Entre 1821 et 1831, Wei
Yuan entre au Grand Secrétariat5 et l'accès
aux archives lui permet de rédiger une histoire militaire des Qing (Shengwuji).
C'est à partir des années 1830 et surtout au moment de la crise de
l'opium que Wei Yuan s'intéresse aux questions maritimes. Il est d'autant
mieux informé et sensibilisé qu'il passe une partie de sa vie, entre
1845 et 1853, dans la province côtière du Jiangsu.
A la veille des guerres
de l'Opium, la dynastie des Mandchous est affaiblie par la corruption de
son administration et par la crise économique qui appauvrit les campagnes
et entraîne de nombreuses rébellions. De cette crise de confiance va naître
toute une génération de lettrés critiques. Wei participe à ce
mouvement réformiste ou mouvement de gestion de la société (Jingshi)

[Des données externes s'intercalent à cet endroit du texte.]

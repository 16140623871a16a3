//! WebSocket connection and event loop.
//!
//! Each [`Connection`] dials one endpoint and spawns a tokio task that:
//!
//! - Reports the dial outcome ([`TransportEvent::Opened`] or
//!   [`TransportEvent::DialFailed`])
//! - Forwards text messages as [`TransportEvent::Message`]
//! - Reports errors and the final [`TransportEvent::Closed`]
//! - Writes outgoing [`ClientMessage`]s
//!
//! Every event is tagged with the connection's [`ConnectionId`]. A
//! connection never reconnects itself; the viewer opens a new one.

// ============================================================================
// Imports
// ============================================================================

use std::time::Duration;

use futures_util::{SinkExt, StreamExt};
use tokio::sync::mpsc;
use tokio::time::timeout;
use tokio_tungstenite::connect_async;
use tokio_tungstenite::tungstenite::Message;
use tracing::{debug, error, info, trace, warn};

use crate::error::{Error, Result};
use crate::identifiers::ConnectionId;
use crate::protocol::ClientMessage;

// ============================================================================
// Constants
// ============================================================================

/// Maximum time to establish the WebSocket handshake.
const DIAL_TIMEOUT: Duration = Duration::from_secs(10);

// ============================================================================
// Types
// ============================================================================

/// What happened on a socket.
#[derive(Debug, Clone, PartialEq, Eq)]
pub enum TransportEvent {
    /// Handshake completed.
    Opened,

    /// Text message received.
    Message(String),

    /// Transport error. A [`TransportEvent::Closed`] follows.
    Error(String),

    /// Socket closed after having been opened.
    Closed {
        /// Close code, if the peer sent a close frame.
        code: Option<u16>,
        /// Close reason, empty if none.
        reason: String,
    },

    /// The socket never opened.
    DialFailed(String),
}

/// A [`TransportEvent`] tagged with the connection it came from.
#[derive(Debug, Clone, PartialEq, Eq)]
pub struct SocketEvent {
    /// Originating connection.
    pub id: ConnectionId,
    /// The event.
    pub event: TransportEvent,
}

/// Channel receiving socket events.
pub type EventSink = mpsc::UnboundedSender<SocketEvent>;

/// Internal commands for the event loop.
enum ConnectionCommand {
    /// Write a message.
    Send(ClientMessage),
    /// Close the socket.
    Shutdown,
}

// ============================================================================
// Connection
// ============================================================================

/// Handle to one WebSocket connection.
///
/// Dropping every handle shuts the socket down.
pub struct Connection {
    /// Identifier tagged on every event.
    id: ConnectionId,
    /// Endpoint being dialed.
    url: String,
    /// Channel for sending commands to the event loop.
    command_tx: mpsc::UnboundedSender<ConnectionCommand>,
}

impl Connection {
    /// Dials `url` in a spawned task and returns immediately.
    ///
    /// The outcome is reported on `events`. Must be called within a tokio
    /// runtime.
    pub fn open(id: ConnectionId, url: impl Into<String>, events: EventSink) -> Self {
        let url = url.into();
        let (command_tx, command_rx) = mpsc::unbounded_channel();

        tokio::spawn(Self::run_event_loop(id, url.clone(), command_rx, events));

        Self {
            id,
            url,
            command_tx,
        }
    }

    /// Returns the connection ID.
    #[inline]
    #[must_use]
    pub const fn id(&self) -> ConnectionId {
        self.id
    }

    /// Returns the dialed URL.
    #[inline]
    #[must_use]
    pub fn url(&self) -> &str {
        &self.url
    }

    /// Queues a message for sending.
    ///
    /// Messages queued before the socket opens are dropped.
    ///
    /// # Errors
    ///
    /// Returns [`Error::ConnectionClosed`] if the event loop has exited.
    pub fn send(&self, message: ClientMessage) -> Result<()> {
        self.command_tx
            .send(ConnectionCommand::Send(message))
            .map_err(|_| Error::ConnectionClosed)
    }

    /// Closes the socket. No further events are reported.
    pub fn shutdown(&self) {
        let _ = self.command_tx.send(ConnectionCommand::Shutdown);
    }

    /// Returns `true` once the event loop has exited.
    #[inline]
    #[must_use]
    pub fn is_closed(&self) -> bool {
        self.command_tx.is_closed()
    }

    /// Event loop that handles WebSocket I/O.
    async fn run_event_loop(
        id: ConnectionId,
        url: String,
        mut command_rx: mpsc::UnboundedReceiver<ConnectionCommand>,
        events: EventSink,
    ) {
        let emit = |event: TransportEvent| {
            let _ = events.send(SocketEvent { id, event });
        };

        debug!(%id, %url, "Dialing WebSocket");

        let dial = timeout(DIAL_TIMEOUT, connect_async(url.as_str()));
        tokio::pin!(dial);

        let ws_stream = loop {
            tokio::select! {
                result = &mut dial => match result {
                    Ok(Ok((stream, _response))) => break stream,

                    Ok(Err(e)) => {
                        warn!(%id, %url, error = %e, "WebSocket dial failed");
                        emit(TransportEvent::DialFailed(e.to_string()));
                        return;
                    }

                    Err(_) => {
                        let e = Error::connection(format!(
                            "handshake timed out after {}ms",
                            DIAL_TIMEOUT.as_millis()
                        ));
                        warn!(%id, %url, error = %e, "WebSocket dial failed");
                        emit(TransportEvent::DialFailed(e.to_string()));
                        return;
                    }
                },

                command = command_rx.recv() => match command {
                    Some(ConnectionCommand::Send(message)) => {
                        debug!(%id, ?message, "Dropping message queued before open");
                    }

                    Some(ConnectionCommand::Shutdown) | None => {
                        debug!(%id, "Shutdown before socket opened");
                        return;
                    }
                },
            }
        };

        info!(%id, %url, "WebSocket connection established");
        emit(TransportEvent::Opened);

        let (mut ws_write, mut ws_read) = ws_stream.split();

        loop {
            tokio::select! {
                // Incoming messages from the server
                message = ws_read.next() => {
                    match message {
                        Some(Ok(Message::Text(text))) => {
                            trace!(%id, len = text.len(), "Text message received");
                            emit(TransportEvent::Message(text.to_string()));
                        }

                        Some(Ok(Message::Close(frame))) => {
                            let (code, reason) = frame
                                .map(|f| (Some(u16::from(f.code)), f.reason.to_string()))
                                .unwrap_or((None, String::new()));
                            debug!(%id, ?code, %reason, "WebSocket closed by remote");
                            emit(TransportEvent::Closed { code, reason });
                            break;
                        }

                        Some(Ok(Message::Binary(data))) => {
                            trace!(%id, len = data.len(), "Ignoring binary message");
                        }

                        Some(Err(e)) => {
                            error!(%id, error = %e, "WebSocket error");
                            emit(TransportEvent::Error(e.to_string()));
                            emit(TransportEvent::Closed { code: None, reason: String::new() });
                            break;
                        }

                        None => {
                            debug!(%id, "WebSocket stream ended");
                            emit(TransportEvent::Closed { code: None, reason: String::new() });
                            break;
                        }

                        // Ignore Ping, Pong, raw frames
                        Some(Ok(_)) => {}
                    }
                }

                // Commands from the viewer
                command = command_rx.recv() => {
                    match command {
                        Some(ConnectionCommand::Send(message)) => {
                            match message.to_json() {
                                Ok(json) => {
                                    if let Err(e) = ws_write.send(Message::Text(json.into())).await {
                                        warn!(%id, error = %e, "Failed to send message");
                                    }
                                }
                                Err(e) => warn!(%id, error = %e, "Failed to serialize message"),
                            }
                        }

                        Some(ConnectionCommand::Shutdown) | None => {
                            debug!(%id, "Shutdown command received");
                            let _ = ws_write.close().await;
                            break;
                        }
                    }
                }
            }
        }

        debug!(%id, "Event loop terminated");
    }
}

// ============================================================================
// Tests
// ============================================================================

qui vise à revitaliser le gouvernement et à apporter quelques
modifications aux institutions et aux pratiques administratives des Qing6.
Les réformateurs tentent d'ajuster les traditions de l'Etat impérial au
nouveau contexte politique et économique. Wei Yuan devient le conseiller (muyu)
de plusieurs hauts fonctionnaires réformateurs dont Lin Zexu
(1785-1850) qui sera nommé à Canton entre 1838 et 1841 pour réprimer le
trafic de l'opium7.
La politique de fermeture
(biguan) et les guerres de l'Opium
Jusqu'en 1830, les
autorités impériales pratiquent vis-à-vis de l'Occident une politique
de quasi-fermeture qui s'applique aux domaines commercial et religieux. En
effet, seul le port de Canton est ouvert au négoce avec les Occidentaux.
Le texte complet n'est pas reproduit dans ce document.